D. Dictionary attack

Answer: A

Explanation: A distributed denial of service (DDoS) attack targets a Web server with multiple compromised computers that are simultaneously sending hundreds of FIN packets with spoofed IP source IP addresses. DDoS attack occurs when multiple compromised systems flood the bandwidth or resources of a targeted system, usually one or more Web servers. These systems are compromised by attackers using a variety of methods. It is an attempt to make a computer resource unavailable to its intended users. This type of attack can cause the following to occur: Saturate network resources. Disrupt connections between two computers, thereby preventing communications between services. Disrupt services on a specific computer. Answer: D is incorrect. Dictionary attack is a type of password guessing attack. This type of attack uses a dictionary of common words to find out the password of a user. It can also use common words in either upper or lower case to find a password. There are many programs available on the Internet to automate and execute dictionary attacks. Answer: C is incorrect. In an insertion attack, an IDS accepts a packet and assumes that the host computer will also accept it. But in reality, when a host system rejects the packet, the IDS accepts the attacking string that will exploit vulnerabilities in the IDS. Such attacks can badly infect IDS signatures and IDS signature analysis. Answer: B is incorrect. An evasion attack is one in which an IDS rejects a malicious packet but the host computer accepts it. Since an IDS has rejected it, it does not check the contents of the packet. Hence, using this technique, an attacker can exploit the host computer.
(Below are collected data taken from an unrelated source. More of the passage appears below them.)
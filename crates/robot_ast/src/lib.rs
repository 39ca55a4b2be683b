// ==============================================================================
// robot_ast: Robot Framework token stream + syntax model
// ==============================================================================
//
// This crate is the parser boundary for the rest of the workspace: everything
// downstream consumes Robot Framework source only through the token and
// statement types defined here. The lexer is line-oriented (Robot is a
// line-oriented language), the syntax model is a flat statement arena with
// sections and blocks referencing statements by id.

mod ast;
mod lexer;
mod tokens;
mod version;

pub use ast::{
    Ast, IfBranch, KeywordDef, NodeRange, ParseError, Section, SectionBody, SectionKind, Statement,
    StatementId, StatementKind, TestCase, TryBranch,
};
pub use lexer::{lex, lex_lines, LexLine};
pub use tokens::{Token, TokenKind};
pub use version::RobotVersion;

/// Parse a full document into its syntax model.
pub fn parse(text: &str, version: RobotVersion) -> Ast {
    ast::parse(text, version)
}
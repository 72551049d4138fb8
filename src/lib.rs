#![warn(missing_docs)]
#![deny(unsafe_code)]
#![deny(clippy::panic)]
#![deny(clippy::unwrap_used)]
//! Implements a binary range coder in Rust.
//!
//! The coder compresses symbols drawn from any caller-supplied cumulative
//! frequency distribution into a byte stream of near-entropy length and
//! reverses the process exactly. Its main features are:
//!
//! * Accumulator widths from 1 to 32 bits
//! * Denominators up to `2^(precision_bits - 1) + 1`
//! * Carry propagation in O(1) regardless of how many settled 1-bits it flips
//! * Byte-aligned streams with the shortest possible termination
//! * Pull-based streaming in both directions, without any I/O
//!
//! The engine lives in [`RangeEncoder`] and [`RangeDecoder`]. The functions
//! [`encode_stream`] and [`decode_stream`] drive them over a sequence of
//! symbols that all use one [`CumulativeTable`].
//!
//! ```
//! use range_coder::{decode_stream, encode_stream, CoderConfiguration, CumulativeTable, Symbols, SymbolWidth};
//!
//! # fn main() -> Result<(), range_coder::CoderError> {
//! let configuration = CoderConfiguration::default();
//! let table = CumulativeTable::new(&[0, 1, 2])?;
//!
//! let stream = encode_stream(&configuration, &[0_u8, 1, 0, 1], &table)?;
//! let symbols = decode_stream(&configuration, &stream, 4, SymbolWidth::Narrow, &table)?;
//! assert_eq!(symbols, Symbols::Narrow(vec![0, 1, 0, 1]));
//! # Ok(())
//! # }
//! ```
//!
//! A coder state belongs to exactly one stream. It's not meant to be shared
//! between threads and must be reset before it codes another stream.
pub use error::*;
pub use range_coder::{
    CoderConfiguration, Decoded, Mode, Output, RangeCoder, RangeDecoder, RangeEncoder, Tell,
    DEFAULT_PRECISION_BITS, DEFAULT_READY_THRESHOLD, MAX_PRECISION_BITS, MAX_READY_THRESHOLD,
    MIN_READY_THRESHOLD,
};
pub use symbol_stream::*;

mod error;
pub(crate) mod math;
pub mod range_coder;
mod symbol_stream;
//! Bit queues that sit between the interval arithmetic and the byte stream.
use crate::error::CoderError;
use crate::range_coder::QUEUE_CAPACITY;

const QUEUE_MASK: usize = QUEUE_CAPACITY - 1;

/// Queue of settled output bits, stored as alternating runs.
///
/// Every slot holds the length of a run. Slots at even positions hold runs of
/// 0-bits, slots at odd positions hold runs of 1-bits, so consecutive live
/// slots always alternate. This keeps carry propagation O(1): flipping a run of
/// trailing 1-bits only moves its counter into the next 0-slot.
///
/// The live runs are the `runs` slots ending at `tail`. Slots outside of them
/// are always zero.
#[derive(Clone, Debug)]
pub(crate) struct RunQueue {
    counts: [u64; QUEUE_CAPACITY],
    tail: usize,
    runs: usize,
    bits: u64,
}

impl RunQueue {
    pub(crate) fn new() -> Self {
        Self {
            counts: [0; QUEUE_CAPACITY],
            tail: 0,
            runs: 0,
            bits: 0,
        }
    }

    /// Number of live runs.
    #[inline(always)]
    pub(crate) fn runs(&self) -> usize {
        self.runs
    }

    /// Number of queued bits.
    #[inline(always)]
    pub(crate) fn bits(&self) -> u64 {
        self.bits
    }

    #[inline(always)]
    fn head(&self) -> usize {
        (self.tail + QUEUE_CAPACITY + 1 - self.runs) & QUEUE_MASK
    }

    /// Appends `count` copies of `bit` to the tail of the queue.
    pub(crate) fn push_run(&mut self, bit: bool, count: u64) -> Result<(), CoderError> {
        if count == 0 {
            return Ok(());
        }
        let parity = usize::from(bit);
        if self.runs == 0 || self.tail & 1 != parity {
            if self.tail & 1 != parity {
                if self.runs >= QUEUE_CAPACITY - 1 {
                    return Err(CoderError::QueueOverflow);
                }
                self.tail = (self.tail + 1) & QUEUE_MASK;
            }
            debug_assert_eq!(self.counts[self.tail], 0);
            self.runs += 1;
        }
        self.counts[self.tail] += count;
        self.bits += count;

        Ok(())
    }

    #[inline(always)]
    pub(crate) fn push(&mut self, bit: bool) -> Result<(), CoderError> {
        self.push_run(bit, 1)
    }

    /// Adds one to the queued bits, read as a binary number whose last bit
    /// is the least significant one.
    ///
    /// Fails if the 0-bit that absorbs the carry was already handed out.
    pub(crate) fn propagate_carry(&mut self) -> Result<(), CoderError> {
        let has_zero = match self.runs {
            0 => false,
            1 => self.tail & 1 == 0,
            _ => true,
        };
        if !has_zero {
            return Err(CoderError::InternalError(
                "carry reached bits that were already emitted",
            ));
        }

        // Trailing 1-bits turn into 0-bits.
        let mut ones = 0;
        if self.tail & 1 == 1 {
            ones = self.counts[self.tail];
            self.counts[self.tail] = 0;
            self.tail = (self.tail + QUEUE_MASK) & QUEUE_MASK;
            self.runs -= 1;
        }

        // The last 0-bit turns into a 1-bit.
        self.counts[self.tail] -= 1;
        if self.counts[self.tail] == 0 {
            // The 0-run vanished, the new 1-bit joins the preceding 1-run.
            self.tail = (self.tail + QUEUE_MASK) & QUEUE_MASK;
            if self.runs == 1 {
                debug_assert_eq!(self.counts[self.tail], 0);
            } else {
                self.runs -= 1;
            }
        } else {
            self.tail = (self.tail + 1) & QUEUE_MASK;
            self.runs += 1;
        }
        self.counts[self.tail] += 1;

        if ones > 0 {
            self.tail = (self.tail + 1) & QUEUE_MASK;
            self.counts[self.tail] = ones;
            self.runs += 1;
        }

        Ok(())
    }

    /// Removes the first bit of the queue.
    pub(crate) fn pop(&mut self) -> Option<bool> {
        if self.runs == 0 {
            return None;
        }
        let head = self.head();
        self.counts[head] -= 1;
        if self.counts[head] == 0 {
            self.runs -= 1;
        }
        self.bits -= 1;

        Some(head & 1 == 1)
    }

    /// Removes the first 8 bits of the queue, most significant bit first.
    pub(crate) fn pop_byte(&mut self) -> Option<u8> {
        if self.bits < 8 {
            return None;
        }
        let mut byte = 0_u8;
        for _ in 0..8 {
            let bit = self.pop()?;
            byte = byte << 1 | u8::from(bit);
        }

        Some(byte)
    }
}

/// Circular buffer of raw input bits for the decoder.
#[derive(Clone, Debug)]
pub(crate) struct BitQueue {
    bits: [bool; QUEUE_CAPACITY],
    head: usize,
    len: usize,
}

impl BitQueue {
    pub(crate) fn new() -> Self {
        Self {
            bits: [false; QUEUE_CAPACITY],
            head: 0,
            len: 0,
        }
    }

    /// Number of queued bits.
    #[inline(always)]
    pub(crate) fn len(&self) -> usize {
        self.len
    }

    /// Number of bits that can still be pushed.
    #[inline(always)]
    pub(crate) fn free(&self) -> usize {
        QUEUE_CAPACITY - self.len
    }

    pub(crate) fn push(&mut self, bit: bool) -> Result<(), CoderError> {
        if self.len == QUEUE_CAPACITY {
            return Err(CoderError::QueueOverflow);
        }
        self.bits[(self.head + self.len) & QUEUE_MASK] = bit;
        self.len += 1;

        Ok(())
    }

    /// Fills every free slot with a 1-bit.
    pub(crate) fn fill_ones(&mut self) {
        while self.len < QUEUE_CAPACITY {
            self.bits[(self.head + self.len) & QUEUE_MASK] = true;
            self.len += 1;
        }
    }

    pub(crate) fn pop(&mut self) -> Option<bool> {
        if self.len == 0 {
            return None;
        }
        let bit = self.bits[self.head];
        self.head = (self.head + 1) & QUEUE_MASK;
        self.len -= 1;

        Some(bit)
    }
}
In many cases, it is quite simple for an attacker to send such data packets that can easily perform evasion attacks on an IDSs.


Q8. Which of the following is a malicious exploit of a website, whereby unauthorized commands are transmitted from a user trusted by the website?

A. Cross-Site Scripting

B. Injection flaw

C. Side channel attack

D. Cross-Site Request Forgery

Answer: D

Explanation:

CSRF (Cross-Site Request Forgery) is a malicious exploit of a website, whereby unauthorized commands are transmitted from a user trusted by the website. It is also known as a one-click attack or session riding. CSRF occurs when a user is tricked by an attacker into activating a request in order to perform some unauthorized action. It increases data loss and malicious code execution. Answer: A is incorrect. Cross-site scripting (XSS) is a type of computer security vulnerability typically found in web applications which enable malicious attackers to inject client-side script into web pages viewed by other users. An exploited cross-site scripting vulnerability can be used by attackers to bypass access controls, such as the same origin policy. Cross-site scripting carried out on websites were roughly 80% of all security vulnerabilities documented by Symantec as of 2007. Their impact may range from a petty nuisance to a significant security risk, depending on the sensitivity of the data handled by the vulnerable site, and the nature of any security mitigations implemented by the site owner. Answer: C is incorrect. A side channel attack is based on information gained from the physical implementation of a cryptosystem, rather than brute force or theoretical weaknesses in the algorithms (compare cryptanalysis). For example, timing information, power consumption, electromagnetic leaks or even sound can provide an extra source of information which can be exploited to break the system. Many side- channel attacks require considerable technical knowledge of the internal operation of the system on which the cryptography is implemented. Answer: B is incorrect. Injection flaws are the vulnerabilities where a foreign agent illegally uses a sub-system. They are the vulnerability holes that can be used to attack a database of Web applications. It is the most common technique of attacking a database. Injection occurs when user-supplied data is sent to an interpreter as part of a command or query. The attacker's hostile data tricks the interpreter into executing involuntary commands or changing data. Injection flaws include XSS (HTML Injection) and SQL Injection.